Who we are

We are a team of four friends - artists, organizers, activists, and facilitators -  with a range of positionalities and realities. This diary began as a way  to creatively channel our concern and grief about the ways self-acclaimed feminist organizations and groups (formal / informal; big & small; local & international) often mirror the borders and fault lines of power based on race, class, culture and socio-economic systems. This is an independent, voluntary, and deeply personal project for us rooted in our lived realities and politics. Thank you for joining us here.

Ayan, Cassie, Nida and Virginia

Ayan A

Ayan is a trans artist and organiser based in Goa, India. He has a background in trans organising in spaces of economic and climate justice and the intersections of art and activism.

He is the founder and director Queer Arts and Action (former Amra Odbhuth Collective) and the former creative director of a grassroots trans led organisation, Samabhabona based in West Bengal, India.

In 2021, Ayan supported Behesht Collective to evacuate over 40 queer and trans persons from Afghanistan.

He has worked for 8 years as a visual communications consultant and artist for INGOs such as the UN, AWID, Thousand Currents, FRIDA and others. He firmly believes in using art as a compassionate storytelling practice to hold and create a safe space for social impact data, research and advocacy.

Cassie DENBOW

Cassie is a facilitator, reparations organiser, and resourcing consultant living in Goa, India and originally from Cleveland, USA. Her work comprises two focal areas 1) resourcing small - medium sized, self-led feminist and gender justice groups working on contested issues, in contested spaces  and 2) mapping, analysing, and tracking money movement to feminist movements.

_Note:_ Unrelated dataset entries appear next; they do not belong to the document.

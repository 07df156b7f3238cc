use async_trait::async_trait;
use macro_watch::prelude::*;
use std::sync::atomic::{AtomicUsize, Ordering};
use std::sync::Arc;

#[derive(Clone)]
enum Reply {
    Value(String),
    Absent,
    Failure(String),
}

/// Mock SnapshotStore for testing that records the keys it was asked for
#[derive(Clone)]
pub struct MockSnapshotStore {
    reply: Reply,
    pub requested_keys: Arc<std::sync::Mutex<Vec<String>>>,
    calls: Arc<AtomicUsize>,
}

impl MockSnapshotStore {
    fn with_reply(reply: Reply) -> Self {
        Self {
            reply,
            requested_keys: Arc::new(std::sync::Mutex::new(Vec::new())),
            calls: Arc::new(AtomicUsize::new(0)),
        }
    }

    pub fn with_value(value: &str) -> Self {
        Self::with_reply(Reply::Value(value.to_string()))
    }

    pub fn absent() -> Self {
        Self::with_reply(Reply::Absent)
    }

    /// Store whose reads fail with `message`; an empty message mimics an
    /// error that carries no description
    pub fn with_failure(message: &str) -> Self {
        Self::with_reply(Reply::Failure(message.to_string()))
    }

    pub fn call_count(&self) -> usize {
        self.calls.load(Ordering::SeqCst)
    }
}

#[async_trait]
impl SnapshotStore for MockSnapshotStore {
    async fn get(&self, key: &str) -> Result<Option<String>> {
        self.calls.fetch_add(1, Ordering::SeqCst);
        self.requested_keys.lock().unwrap().push(key.to_string());

        match &self.reply {
            Reply::Value(value) => Ok(Some(value.clone())),
            Reply::Absent => Ok(None),
            Reply::Failure(message) => Err(anyhow::anyhow!("{}", message)),
        }
    }
}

She has worked with Fearless Collective, VOICE, The Accelerator for Gender Based Violence Prevention, Women Now for Development, Neelan Tiruchelvam Trust, the Sexual Violence Research Initiative, and Mama Cash, among others. She is a resourcing advisor for The Queer Muslim Project  (TQMP) and co-manages the US-based Solidarity Giving Circle. Her personal creative practice explores the politics, practice, and feeling of mixing, sampling, and merging through music, sound, and food.

Virginia García Bolívar

Virginia (28) is humanitarian worker and emerging facilitator originally from Madrid, Spain. Currently, she is based between Guatemala and Colombia. Committed to advancing gender justice and interconnected issues, she brings analytical skills/strategic thinking, and a feminist perspective to her work. With over 4 years of combined experience in the humanitarian-development sector, her focus lies on Project Design and Strategic Planning for organizations like VOICE and Action Against Hunger and an interest in participatory research and evaluation methodologies, enhancing them through facilitation knowledge and practice.

Nida Mushtaq

Nida has most recently worked with Global Fund for Women, Women’s Fund Asia, VOICE, UN Women Generation Equality Forum as well as a director at Fearless Collective to center arts and creative expression in social justice programs. She is a Radical Love fellow at Mama Cash and runs a street art collective in Pakistan that makes murals, graffiti, and wheatpastes as feminist responses to state and societal oppression. 

Previously, Nida has worked with UNICEF in three regional humanitarian response programs, at Asian-Pacific Resource and Research Center for Women (ARROW), and served on the board of Youth Coalition for Sexual and Reproductive Rights.